A specific radioimmunoassay (RIA) has been developed for the measurement of eel VNP. The antiserum, raised against eel VNP(1–36), was highly specific and did not exhibit significant cross-reactivity with eel ANP and C-type natriuretic peptide, even though their amino acid sequences have more than 60% homology with that of eel VNP. The sensitivity of assay was 0·5 fmol/tube for eel VNP(1–36) with more than 99% confidence. Such high sensitivity permitted direct assaying of VNP with only a few microlitres of plasma.
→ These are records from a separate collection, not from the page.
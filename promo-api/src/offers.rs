use axum::{
    body::Bytes,
    extract::{Path, Query, State},
    Json,
};
use chrono::Utc;
use promo_core::catalog::category_filter;
use promo_core::{OfferFilter, Pagination, WindowFilter};
use promo_offer::{DiscountTerms, OfferView, PublicOffer, ValidationErrors};
use serde::{Deserialize, Serialize};
use uuid::Uuid;

use crate::error::AppError;
use crate::state::AppState;

// ============================================================================
// Request/Response Types
// ============================================================================

/// Query string of `GET /offers`. Kept as raw strings so bad values come back
/// as field errors instead of a bare extractor rejection.
#[derive(Debug, Default, Deserialize)]
pub struct ListOffersParams {
    pub status: Option<String>,
    pub category: Option<String>,
    pub validity: Option<String>,
    pub page: Option<String>,
    pub limit: Option<String>,
}

#[derive(Debug, Serialize)]
pub struct OfferListResponse {
    pub offers: Vec<OfferView>,
    pub total: i64,
    pub page: i64,
    pub limit: i64,
}

#[derive(Debug, Deserialize)]
pub struct PublicOffersParams {
    pub category: Option<String>,
    pub limit: Option<String>,
}

#[derive(Debug, Serialize)]
pub struct PublicOffersResponse {
    pub success: bool,
    pub offers: Vec<PublicOffer>,
}

#[derive(Debug, Serialize)]
pub struct OfferResponse {
    pub success: bool,
    pub offer: OfferView,
}

#[derive(Debug, Default, Deserialize)]
#[serde(rename_all = "camelCase")]
pub struct RedeemRequest {
    pub product_id: Option<Uuid>,
}

#[derive(Debug, Serialize)]
#[serde(rename_all = "camelCase")]
pub struct RedeemResponse {
    pub success: bool,
    pub message: String,
    pub offer: DiscountTerms,
    pub remaining_redemptions: Option<i32>,
}

// ============================================================================
// Handlers
// ============================================================================

/// GET /offers
pub async fn list_offers(
    State(state): State<AppState>,
    Query(params): Query<ListOffersParams>,
) -> Result<Json<OfferListResponse>, AppError> {
    let now = Utc::now();
    let mut errors = ValidationErrors::new();

    let is_active = match params.status.as_deref().map(str::trim) {
        None | Some("") | Some("all") => None,
        Some("active") => Some(true),
        Some("inactive") => Some(false),
        Some(other) => {
            errors.add("status", format!("Unknown status filter: {}", other));
            None
        }
    };
    let window = match params.validity.as_deref().map(str::trim) {
        None | Some("") | Some("all") => None,
        Some("current") => Some(WindowFilter::Current),
        Some("expired") => Some(WindowFilter::Expired),
        Some("upcoming") => Some(WindowFilter::Upcoming),
        Some(other) => {
            errors.add("validity", format!("Unknown validity filter: {}", other));
            None
        }
    };
    let page = parse_number(&mut errors, "page", params.page.as_deref());
    let limit = parse_number(&mut errors, "limit", params.limit.as_deref());
    errors.check().map_err(AppError::Validation)?;

    let filter = OfferFilter {
        is_active,
        window,
        ..OfferFilter::all(now)
    }
    .with_category(category_filter(params.category));
    let pagination = Pagination::new(page, limit);

    let (offers, total) = state.catalog.list(filter, pagination).await?;

    Ok(Json(OfferListResponse {
        offers: offers.iter().map(|o| o.view_at(now)).collect(),
        total,
        page: pagination.page,
        limit: pagination.limit,
    }))
}

/// GET /offers/public/active
pub async fn public_active_offers(
    State(state): State<AppState>,
    Query(params): Query<PublicOffersParams>,
) -> Result<Json<PublicOffersResponse>, AppError> {
    let mut errors = ValidationErrors::new();
    let limit = parse_number(&mut errors, "limit", params.limit.as_deref());
    errors.check().map_err(AppError::Validation)?;

    let offers = state
        .catalog
        .public_active(params.category, limit, Utc::now())
        .await?;

    Ok(Json(PublicOffersResponse { success: true, offers }))
}

/// GET /offers/{id}
pub async fn get_offer(
    State(state): State<AppState>,
    Path(id): Path<String>,
) -> Result<Json<OfferResponse>, AppError> {
    let id = parse_offer_id(&id)?;
    let offer = state.catalog.get(id).await?;

    Ok(Json(OfferResponse {
        success: true,
        offer: offer.view_at(Utc::now()),
    }))
}

/// POST /offers/redeem/{promo_code}
/// The body is optional: `{ "productId": "<uuid>" }`.
pub async fn redeem_offer(
    State(state): State<AppState>,
    Path(promo_code): Path<String>,
    body: Bytes,
) -> Result<Json<RedeemResponse>, AppError> {
    let request = if body.iter().all(u8::is_ascii_whitespace) {
        RedeemRequest::default()
    } else {
        serde_json::from_slice::<RedeemRequest>(&body)
            .map_err(|e| AppError::validation("productId", format!("Invalid request body: {}", e)))?
    };

    let redemption = state.redemption.redeem(&promo_code, request.product_id).await?;

    Ok(Json(RedeemResponse {
        success: true,
        message: "Promo code applied successfully".to_string(),
        offer: redemption.terms,
        remaining_redemptions: redemption.remaining_redemptions,
    }))
}

/// Malformed ids can't name an offer, so they're reported like missing ones.
pub(crate) fn parse_offer_id(raw: &str) -> Result<Uuid, AppError> {
    Uuid::parse_str(raw).map_err(|_| AppError::NotFound("Special offer not found".to_string()))
}

fn parse_number(errors: &mut ValidationErrors, field: &str, raw: Option<&str>) -> Option<i64> {
    let raw = raw.map(str::trim).filter(|v| !v.is_empty())?;
    match raw.parse::<i64>() {
        Ok(n) => Some(n),
        Err(_) => {
            errors.add(field, format!("{} must be a whole number", field));
            None
        }
    }
}
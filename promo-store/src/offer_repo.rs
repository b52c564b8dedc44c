use async_trait::async_trait;
use chrono::{DateTime, Utc};
use promo_core::repository::{
    OfferFilter, OfferQuery, OfferRepository, OfferStats, StoreError, WindowFilter,
};
use promo_offer::{Offer, OfferFields, ProductDetails, PromoCode};
use sqlx::types::Json;
use sqlx::{PgPool, Postgres, QueryBuilder};
use uuid::Uuid;

const COLUMNS: &str = "id, title, description, discount, discount_type, discount_value, \
    valid_from, valid_until, category, promo_code, image, is_active, redemption_steps, \
    product_details, max_redemptions, current_redemptions, target_products, created_at, updated_at";

pub struct PostgresOfferRepository {
    pub pool: PgPool,
}

impl PostgresOfferRepository {
    pub fn new(pool: PgPool) -> Self {
        Self { pool }
    }
}

#[derive(sqlx::FromRow)]
struct OfferRow {
    id: Uuid,
    title: String,
    description: String,
    discount: String,
    discount_type: String,
    discount_value: f64,
    valid_from: DateTime<Utc>,
    valid_until: DateTime<Utc>,
    category: String,
    promo_code: String,
    image: Option<String>,
    is_active: bool,
    redemption_steps: Vec<String>,
    product_details: Json<ProductDetails>,
    max_redemptions: Option<i32>,
    current_redemptions: i32,
    target_products: Vec<Uuid>,
    created_at: DateTime<Utc>,
    updated_at: DateTime<Utc>,
}

impl TryFrom<OfferRow> for Offer {
    type Error = StoreError;

    fn try_from(row: OfferRow) -> Result<Self, Self::Error> {
        Ok(Offer {
            id: row.id,
            title: row.title,
            description: row.description,
            discount: row.discount,
            discount_type: row.discount_type.parse().map_err(StoreError::Backend)?,
            discount_value: row.discount_value,
            valid_from: row.valid_from,
            valid_until: row.valid_until,
            category: row.category,
            promo_code: row.promo_code,
            image: row.image,
            is_active: row.is_active,
            redemption_steps: row.redemption_steps,
            product_details: row.product_details.0,
            max_redemptions: row.max_redemptions,
            current_redemptions: row.current_redemptions,
            target_products: row.target_products,
            created_at: row.created_at,
            updated_at: row.updated_at,
        })
    }
}

fn into_offer(row: Option<OfferRow>) -> Result<Option<Offer>, StoreError> {
    row.map(Offer::try_from).transpose()
}

/// Unique-index violations become `DuplicateKey` for the code being written.
fn store_error(err: sqlx::Error, promo_code: Option<&str>) -> StoreError {
    if let sqlx::Error::Database(db_err) = &err {
        if db_err.is_unique_violation() {
            return StoreError::DuplicateKey(promo_code.unwrap_or_default().to_string());
        }
    }
    tracing::error!("offer store query failed: {:?}", err);
    StoreError::Backend(err.to_string())
}

fn push_filter(qb: &mut QueryBuilder<'_, Postgres>, filter: &OfferFilter) {
    qb.push(" WHERE TRUE");
    if let Some(active) = filter.is_active {
        qb.push(" AND is_active = ").push_bind(active);
    }
    if let Some(category) = &filter.category {
        qb.push(" AND category = ").push_bind(category.clone());
    }
    match filter.window {
        Some(WindowFilter::Current) => {
            qb.push(" AND valid_from <= ").push_bind(filter.now);
            qb.push(" AND valid_until >= ").push_bind(filter.now);
        }
        Some(WindowFilter::Expired) => {
            qb.push(" AND valid_until < ").push_bind(filter.now);
        }
        Some(WindowFilter::Upcoming) => {
            qb.push(" AND valid_from > ").push_bind(filter.now);
        }
        None => {}
    }
}

#[async_trait]
impl OfferRepository for PostgresOfferRepository {
    async fn insert(&self, offer: &Offer) -> Result<Offer, StoreError> {
        let sql = format!(
            "INSERT INTO special_offers ({COLUMNS}) \
             VALUES ($1, $2, $3, $4, $5, $6, $7, $8, $9, $10, \
                     $11, $12, $13, $14, $15, $16, $17, $18, $19) \
             RETURNING {COLUMNS}"
        );

        let row = sqlx::query_as::<_, OfferRow>(&sql)
            .bind(offer.id)
            .bind(&offer.title)
            .bind(&offer.description)
            .bind(&offer.discount)
            .bind(offer.discount_type.to_string())
            .bind(offer.discount_value)
            .bind(offer.valid_from)
            .bind(offer.valid_until)
            .bind(&offer.category)
            .bind(&offer.promo_code)
            .bind(offer.image.as_deref())
            .bind(offer.is_active)
            .bind(&offer.redemption_steps)
            .bind(Json(&offer.product_details))
            .bind(offer.max_redemptions)
            .bind(offer.current_redemptions)
            .bind(&offer.target_products)
            .bind(offer.created_at)
            .bind(offer.updated_at)
            .fetch_one(&self.pool)
            .await
            .map_err(|e| store_error(e, Some(&offer.promo_code)))?;

        Offer::try_from(row)
    }

    async fn get(&self, id: Uuid) -> Result<Option<Offer>, StoreError> {
        let sql = format!("SELECT {COLUMNS} FROM special_offers WHERE id = $1");
        let row = sqlx::query_as::<_, OfferRow>(&sql)
            .bind(id)
            .fetch_optional(&self.pool)
            .await
            .map_err(|e| store_error(e, None))?;

        into_offer(row)
    }

    async fn find_by_code(&self, code: &PromoCode) -> Result<Option<Offer>, StoreError> {
        let sql = format!("SELECT {COLUMNS} FROM special_offers WHERE promo_code = $1");
        let row = sqlx::query_as::<_, OfferRow>(&sql)
            .bind(code.as_str())
            .fetch_optional(&self.pool)
            .await
            .map_err(|e| store_error(e, None))?;

        into_offer(row)
    }

    async fn list(&self, query: &OfferQuery) -> Result<Vec<Offer>, StoreError> {
        let mut qb = QueryBuilder::<Postgres>::new(format!("SELECT {COLUMNS} FROM special_offers"));
        push_filter(&mut qb, &query.filter);
        qb.push(" ORDER BY created_at DESC, id DESC LIMIT ")
            .push_bind(query.limit)
            .push(" OFFSET ")
            .push_bind(query.skip);

        let rows = qb
            .build_query_as::<OfferRow>()
            .fetch_all(&self.pool)
            .await
            .map_err(|e| store_error(e, None))?;

        rows.into_iter().map(Offer::try_from).collect()
    }

    async fn count(&self, filter: &OfferFilter) -> Result<i64, StoreError> {
        let mut qb = QueryBuilder::<Postgres>::new("SELECT COUNT(*) FROM special_offers");
        push_filter(&mut qb, filter);

        qb.build_query_scalar::<i64>()
            .fetch_one(&self.pool)
            .await
            .map_err(|e| store_error(e, None))
    }

    async fn update(
        &self,
        id: Uuid,
        fields: &OfferFields,
        now: DateTime<Utc>,
    ) -> Result<Option<Offer>, StoreError> {
        // current_redemptions is left alone so concurrent redemptions are never lost.
        let sql = format!(
            "UPDATE special_offers SET \
                title = $2, description = $3, discount = $4, discount_type = $5, \
                discount_value = $6, valid_from = $7, valid_until = $8, category = $9, \
                promo_code = $10, image = $11, is_active = $12, redemption_steps = $13, \
                product_details = $14, max_redemptions = $15, target_products = $16, \
                updated_at = $17 \
             WHERE id = $1 AND ($15::INTEGER IS NULL OR current_redemptions <= $15::INTEGER) \
             RETURNING {COLUMNS}"
        );

        let row = sqlx::query_as::<_, OfferRow>(&sql)
            .bind(id)
            .bind(&fields.title)
            .bind(&fields.description)
            .bind(&fields.discount)
            .bind(fields.discount_type.to_string())
            .bind(fields.discount_value)
            .bind(fields.valid_from)
            .bind(fields.valid_until)
            .bind(&fields.category)
            .bind(fields.promo_code.as_str())
            .bind(fields.image.as_deref())
            .bind(fields.is_active)
            .bind(&fields.redemption_steps)
            .bind(Json(&fields.product_details))
            .bind(fields.max_redemptions)
            .bind(&fields.target_products)
            .bind(now)
            .fetch_optional(&self.pool)
            .await
            .map_err(|e| store_error(e, Some(fields.promo_code.as_str())))?;

        into_offer(row)
    }

    async fn set_active(
        &self,
        id: Uuid,
        is_active: Option<bool>,
    ) -> Result<Option<Offer>, StoreError> {
        let sql = format!(
            "UPDATE special_offers \
             SET is_active = COALESCE($2::BOOLEAN, NOT is_active), updated_at = NOW() \
             WHERE id = $1 \
             RETURNING {COLUMNS}"
        );
        let row = sqlx::query_as::<_, OfferRow>(&sql)
            .bind(id)
            .bind(is_active)
            .fetch_optional(&self.pool)
            .await
            .map_err(|e| store_error(e, None))?;

        into_offer(row)
    }

    async fn delete(&self, id: Uuid) -> Result<Option<Offer>, StoreError> {
        let sql = format!("DELETE FROM special_offers WHERE id = $1 RETURNING {COLUMNS}");
        let row = sqlx::query_as::<_, OfferRow>(&sql)
            .bind(id)
            .fetch_optional(&self.pool)
            .await
            .map_err(|e| store_error(e, None))?;

        into_offer(row)
    }

    async fn redeem(
        &self,
        id: Uuid,
        now: DateTime<Utc>,
        product_id: Option<Uuid>,
    ) -> Result<Option<Offer>, StoreError> {
        // Guard and increment in one statement: the row lock taken by UPDATE
        // makes concurrent redemptions re-evaluate the cap against the new value.
        let sql = format!(
            "UPDATE special_offers \
             SET current_redemptions = current_redemptions + 1, updated_at = NOW() \
             WHERE id = $1 \
               AND is_active \
               AND valid_from <= $2 AND valid_until >= $2 \
               AND (max_redemptions IS NULL OR current_redemptions < max_redemptions) \
               AND ($3::UUID IS NULL \
                    OR cardinality(target_products) = 0 \
                    OR $3::UUID = ANY(target_products)) \
             RETURNING {COLUMNS}"
        );
        let row = sqlx::query_as::<_, OfferRow>(&sql)
            .bind(id)
            .bind(now)
            .bind(product_id)
            .fetch_optional(&self.pool)
            .await
            .map_err(|e| store_error(e, None))?;

        into_offer(row)
    }

    async fn stats(&self, now: DateTime<Utc>) -> Result<OfferStats, StoreError> {
        let (total, active, expired, valid, redemptions) =
            sqlx::query_as::<_, (i64, i64, i64, i64, i64)>(
                r#"
                SELECT
                    COUNT(*),
                    COUNT(*) FILTER (WHERE is_active),
                    COUNT(*) FILTER (WHERE valid_until < $1),
                    COUNT(*) FILTER (WHERE is_active AND valid_from <= $1 AND valid_until >= $1),
                    COALESCE(SUM(current_redemptions), 0)::BIGINT
                FROM special_offers
                "#,
            )
            .bind(now)
            .fetch_one(&self.pool)
            .await
            .map_err(|e| store_error(e, None))?;

        Ok(OfferStats {
            total,
            active,
            expired,
            valid,
            redemptions,
        })
    }
}
use chrono::{DateTime, Utc};
use serde::{Deserialize, Serialize};
use uuid::Uuid;

/// Notification relayed to admin dashboards whenever an offer changes.
#[derive(Debug, Serialize, Deserialize, Clone, PartialEq)]
#[serde(tag = "type", rename_all = "SCREAMING_SNAKE_CASE")]
pub enum OfferEvent {
    #[serde(rename_all = "camelCase")]
    Created {
        offer_id: Uuid,
        promo_code: String,
        at: DateTime<Utc>,
    },
    #[serde(rename_all = "camelCase")]
    Updated {
        offer_id: Uuid,
        promo_code: String,
        at: DateTime<Utc>,
    },
    #[serde(rename_all = "camelCase")]
    StatusChanged {
        offer_id: Uuid,
        is_active: bool,
        at: DateTime<Utc>,
    },
    #[serde(rename_all = "camelCase")]
    Deleted {
        offer_id: Uuid,
        promo_code: String,
        at: DateTime<Utc>,
    },
    #[serde(rename_all = "camelCase")]
    Redeemed {
        offer_id: Uuid,
        promo_code: String,
        product_id: Option<Uuid>,
        current_redemptions: i32,
        at: DateTime<Utc>,
    },
}

impl OfferEvent {
    pub fn offer_id(&self) -> Uuid {
        match self {
            OfferEvent::Created { offer_id, .. }
            | OfferEvent::Updated { offer_id, .. }
            | OfferEvent::StatusChanged { offer_id, .. }
            | OfferEvent::Deleted { offer_id, .. }
            | OfferEvent::Redeemed { offer_id, .. } => *offer_id,
        }
    }

    /// SSE event name
    pub fn kind(&self) -> &'static str {
        match self {
            OfferEvent::Created { .. } => "offer_created",
            OfferEvent::Updated { .. } => "offer_updated",
            OfferEvent::StatusChanged { .. } => "offer_status_changed",
            OfferEvent::Deleted { .. } => "offer_deleted",
            OfferEvent::Redeemed { .. } => "offer_redeemed",
        }
    }
}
In fresh water eels, the concentration of VNP in the cardiac ventricle was higher than those in the atrium or brain and that of ANP in the ventricle. Thus, VNP seems to be a ventricular hormone. Although ANP is a major circulating hormone in mammals, the plasma concentration of VNP was threefold higher than that of ANP. The RIA coupled with gel-permeation chromatography revealed that a 14 kDa form, probably proVNP, and smaller forms (3–6 kDa) circulate in eel plasma. Reversephase high performance liquid chromatography identified both VNP(1–36) and VNP(1–25) in eel plasma; VNP(1–36) appeared to be a major form.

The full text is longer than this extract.